> Exercise goal:
Go through the entries below and copy each line that holds the word "configuration".

> Record excerpts:
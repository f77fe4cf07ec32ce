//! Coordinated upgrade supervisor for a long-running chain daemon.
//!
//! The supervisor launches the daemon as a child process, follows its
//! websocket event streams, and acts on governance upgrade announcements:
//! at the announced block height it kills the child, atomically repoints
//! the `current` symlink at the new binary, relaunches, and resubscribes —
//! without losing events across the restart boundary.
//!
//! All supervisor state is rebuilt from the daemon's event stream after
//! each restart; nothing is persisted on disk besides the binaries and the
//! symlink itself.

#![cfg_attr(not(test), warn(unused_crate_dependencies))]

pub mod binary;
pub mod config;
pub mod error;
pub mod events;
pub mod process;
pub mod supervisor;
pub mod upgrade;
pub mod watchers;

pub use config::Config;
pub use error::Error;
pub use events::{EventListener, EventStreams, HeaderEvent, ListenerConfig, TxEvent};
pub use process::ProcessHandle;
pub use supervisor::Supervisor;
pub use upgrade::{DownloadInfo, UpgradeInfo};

* * *

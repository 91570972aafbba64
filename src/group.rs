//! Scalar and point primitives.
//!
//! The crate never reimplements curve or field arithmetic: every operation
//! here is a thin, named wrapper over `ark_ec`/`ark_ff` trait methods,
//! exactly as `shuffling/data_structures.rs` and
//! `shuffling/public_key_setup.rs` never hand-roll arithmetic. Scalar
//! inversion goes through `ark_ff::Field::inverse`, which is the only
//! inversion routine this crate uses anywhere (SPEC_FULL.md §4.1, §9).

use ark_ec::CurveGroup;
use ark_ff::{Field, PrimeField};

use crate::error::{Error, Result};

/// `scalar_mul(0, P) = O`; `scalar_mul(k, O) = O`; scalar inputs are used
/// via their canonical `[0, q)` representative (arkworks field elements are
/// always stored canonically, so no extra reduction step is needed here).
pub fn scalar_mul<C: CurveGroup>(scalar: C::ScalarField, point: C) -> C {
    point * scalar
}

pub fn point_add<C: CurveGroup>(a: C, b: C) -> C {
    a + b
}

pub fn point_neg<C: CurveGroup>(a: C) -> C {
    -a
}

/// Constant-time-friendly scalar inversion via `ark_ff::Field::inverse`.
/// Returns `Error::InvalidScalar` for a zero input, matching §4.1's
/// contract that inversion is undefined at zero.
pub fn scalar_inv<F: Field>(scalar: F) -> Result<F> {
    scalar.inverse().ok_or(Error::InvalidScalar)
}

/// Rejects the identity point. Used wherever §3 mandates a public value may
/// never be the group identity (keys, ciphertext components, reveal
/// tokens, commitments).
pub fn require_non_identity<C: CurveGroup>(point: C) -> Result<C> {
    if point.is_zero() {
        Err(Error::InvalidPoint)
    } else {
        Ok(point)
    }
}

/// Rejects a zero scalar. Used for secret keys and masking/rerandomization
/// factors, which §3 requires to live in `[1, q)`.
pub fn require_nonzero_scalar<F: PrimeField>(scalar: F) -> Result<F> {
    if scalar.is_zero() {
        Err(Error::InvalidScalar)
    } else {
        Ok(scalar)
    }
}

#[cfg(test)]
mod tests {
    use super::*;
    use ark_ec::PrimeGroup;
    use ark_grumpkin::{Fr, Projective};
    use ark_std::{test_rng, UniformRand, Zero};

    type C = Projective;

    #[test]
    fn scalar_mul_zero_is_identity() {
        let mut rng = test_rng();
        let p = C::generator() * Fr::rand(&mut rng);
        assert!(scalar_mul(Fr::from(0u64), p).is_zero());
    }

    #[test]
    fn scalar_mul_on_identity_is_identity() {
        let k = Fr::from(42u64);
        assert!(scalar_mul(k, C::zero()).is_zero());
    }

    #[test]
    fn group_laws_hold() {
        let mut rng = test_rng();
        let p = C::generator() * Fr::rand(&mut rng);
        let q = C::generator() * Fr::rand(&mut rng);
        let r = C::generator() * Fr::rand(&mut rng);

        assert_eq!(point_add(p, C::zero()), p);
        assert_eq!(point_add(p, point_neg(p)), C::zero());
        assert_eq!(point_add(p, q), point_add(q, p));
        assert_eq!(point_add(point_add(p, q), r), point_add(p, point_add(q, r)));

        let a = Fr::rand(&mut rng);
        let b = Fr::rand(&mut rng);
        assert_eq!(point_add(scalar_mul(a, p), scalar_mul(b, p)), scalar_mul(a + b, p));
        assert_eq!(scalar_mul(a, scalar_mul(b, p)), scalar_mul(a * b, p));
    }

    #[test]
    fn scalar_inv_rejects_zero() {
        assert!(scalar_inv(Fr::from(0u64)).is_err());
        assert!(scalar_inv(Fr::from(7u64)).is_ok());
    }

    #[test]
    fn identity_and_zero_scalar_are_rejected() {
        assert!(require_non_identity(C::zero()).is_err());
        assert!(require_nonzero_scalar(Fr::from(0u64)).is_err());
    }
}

...

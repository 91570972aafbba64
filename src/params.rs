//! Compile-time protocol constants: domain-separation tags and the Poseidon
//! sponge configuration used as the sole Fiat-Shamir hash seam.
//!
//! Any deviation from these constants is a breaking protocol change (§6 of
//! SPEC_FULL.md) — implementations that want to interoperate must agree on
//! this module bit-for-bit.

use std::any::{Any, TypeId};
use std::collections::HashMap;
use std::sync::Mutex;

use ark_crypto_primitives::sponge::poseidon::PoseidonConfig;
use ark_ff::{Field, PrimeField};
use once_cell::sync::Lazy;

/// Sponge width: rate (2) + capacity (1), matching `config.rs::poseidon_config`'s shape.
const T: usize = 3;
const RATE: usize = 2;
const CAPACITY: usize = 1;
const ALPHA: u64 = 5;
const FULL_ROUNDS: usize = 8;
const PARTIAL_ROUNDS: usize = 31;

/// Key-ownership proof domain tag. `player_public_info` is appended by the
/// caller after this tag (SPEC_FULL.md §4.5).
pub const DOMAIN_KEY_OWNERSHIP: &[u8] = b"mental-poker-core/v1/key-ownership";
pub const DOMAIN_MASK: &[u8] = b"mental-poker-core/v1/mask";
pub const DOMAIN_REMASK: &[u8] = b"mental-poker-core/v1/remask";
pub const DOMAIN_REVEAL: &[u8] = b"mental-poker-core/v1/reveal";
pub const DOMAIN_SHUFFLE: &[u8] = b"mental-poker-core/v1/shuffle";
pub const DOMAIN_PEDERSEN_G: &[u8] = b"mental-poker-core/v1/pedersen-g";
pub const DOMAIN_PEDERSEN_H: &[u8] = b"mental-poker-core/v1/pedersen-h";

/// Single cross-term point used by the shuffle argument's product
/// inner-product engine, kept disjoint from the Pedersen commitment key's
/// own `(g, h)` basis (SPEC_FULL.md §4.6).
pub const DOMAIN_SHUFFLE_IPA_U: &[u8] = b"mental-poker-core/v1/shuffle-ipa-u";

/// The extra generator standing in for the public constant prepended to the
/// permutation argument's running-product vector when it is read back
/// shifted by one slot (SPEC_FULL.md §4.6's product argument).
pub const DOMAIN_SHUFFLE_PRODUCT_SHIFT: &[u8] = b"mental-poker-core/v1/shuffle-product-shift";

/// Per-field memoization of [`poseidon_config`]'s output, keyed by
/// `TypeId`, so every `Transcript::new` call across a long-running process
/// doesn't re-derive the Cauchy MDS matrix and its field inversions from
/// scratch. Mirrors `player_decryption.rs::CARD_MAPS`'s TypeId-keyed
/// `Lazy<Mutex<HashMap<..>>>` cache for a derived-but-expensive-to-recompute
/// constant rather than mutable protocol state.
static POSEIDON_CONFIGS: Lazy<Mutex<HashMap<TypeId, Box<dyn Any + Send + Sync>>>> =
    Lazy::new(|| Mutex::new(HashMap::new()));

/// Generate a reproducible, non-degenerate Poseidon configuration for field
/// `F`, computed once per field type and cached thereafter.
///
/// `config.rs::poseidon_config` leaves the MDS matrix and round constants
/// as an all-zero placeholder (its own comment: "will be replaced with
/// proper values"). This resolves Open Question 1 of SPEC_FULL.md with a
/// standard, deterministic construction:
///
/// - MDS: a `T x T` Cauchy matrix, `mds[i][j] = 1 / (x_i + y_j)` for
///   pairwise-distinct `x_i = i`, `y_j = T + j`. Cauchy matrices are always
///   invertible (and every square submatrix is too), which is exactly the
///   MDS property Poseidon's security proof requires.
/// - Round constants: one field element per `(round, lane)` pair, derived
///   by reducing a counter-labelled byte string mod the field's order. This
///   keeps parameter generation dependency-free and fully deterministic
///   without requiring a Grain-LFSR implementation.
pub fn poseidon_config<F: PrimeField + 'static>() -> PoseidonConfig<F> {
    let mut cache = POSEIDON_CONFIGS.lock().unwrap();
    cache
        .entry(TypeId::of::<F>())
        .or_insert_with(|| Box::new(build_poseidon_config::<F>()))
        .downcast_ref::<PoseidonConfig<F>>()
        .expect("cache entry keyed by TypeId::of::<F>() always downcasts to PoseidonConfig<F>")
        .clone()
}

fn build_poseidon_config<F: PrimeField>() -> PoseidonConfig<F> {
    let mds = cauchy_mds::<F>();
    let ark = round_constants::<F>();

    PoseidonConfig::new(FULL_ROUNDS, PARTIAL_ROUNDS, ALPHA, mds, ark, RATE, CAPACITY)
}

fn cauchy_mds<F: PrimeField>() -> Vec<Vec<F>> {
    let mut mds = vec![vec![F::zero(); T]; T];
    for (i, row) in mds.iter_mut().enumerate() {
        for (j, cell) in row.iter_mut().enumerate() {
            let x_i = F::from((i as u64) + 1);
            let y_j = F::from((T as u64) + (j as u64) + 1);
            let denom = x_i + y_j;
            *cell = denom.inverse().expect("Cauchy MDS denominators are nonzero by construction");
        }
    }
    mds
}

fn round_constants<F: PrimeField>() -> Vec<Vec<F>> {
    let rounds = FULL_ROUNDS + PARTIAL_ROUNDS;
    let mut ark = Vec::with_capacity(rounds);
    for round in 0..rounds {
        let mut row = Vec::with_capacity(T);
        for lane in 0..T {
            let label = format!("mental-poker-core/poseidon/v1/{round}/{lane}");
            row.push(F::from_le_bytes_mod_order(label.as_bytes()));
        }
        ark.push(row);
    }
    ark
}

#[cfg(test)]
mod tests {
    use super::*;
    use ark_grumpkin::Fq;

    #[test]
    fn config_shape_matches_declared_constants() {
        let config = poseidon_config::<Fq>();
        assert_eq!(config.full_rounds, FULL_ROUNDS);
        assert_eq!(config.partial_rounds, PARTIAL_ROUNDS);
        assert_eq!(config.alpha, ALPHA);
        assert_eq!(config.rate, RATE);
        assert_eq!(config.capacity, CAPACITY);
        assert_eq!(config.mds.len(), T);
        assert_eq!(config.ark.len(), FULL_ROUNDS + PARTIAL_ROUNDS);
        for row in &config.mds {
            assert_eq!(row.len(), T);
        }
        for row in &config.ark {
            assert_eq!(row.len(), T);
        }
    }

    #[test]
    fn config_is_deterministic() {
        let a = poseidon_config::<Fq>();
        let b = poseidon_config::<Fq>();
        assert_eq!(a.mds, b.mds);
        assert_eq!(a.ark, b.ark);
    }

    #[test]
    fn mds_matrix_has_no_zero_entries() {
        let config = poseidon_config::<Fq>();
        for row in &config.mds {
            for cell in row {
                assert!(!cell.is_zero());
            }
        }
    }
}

> Output for this task:
//! sponge configuration used as the sole Fiat-Shamir hash seam.
/// Generate a reproducible, non-degenerate Poseidon configuration for field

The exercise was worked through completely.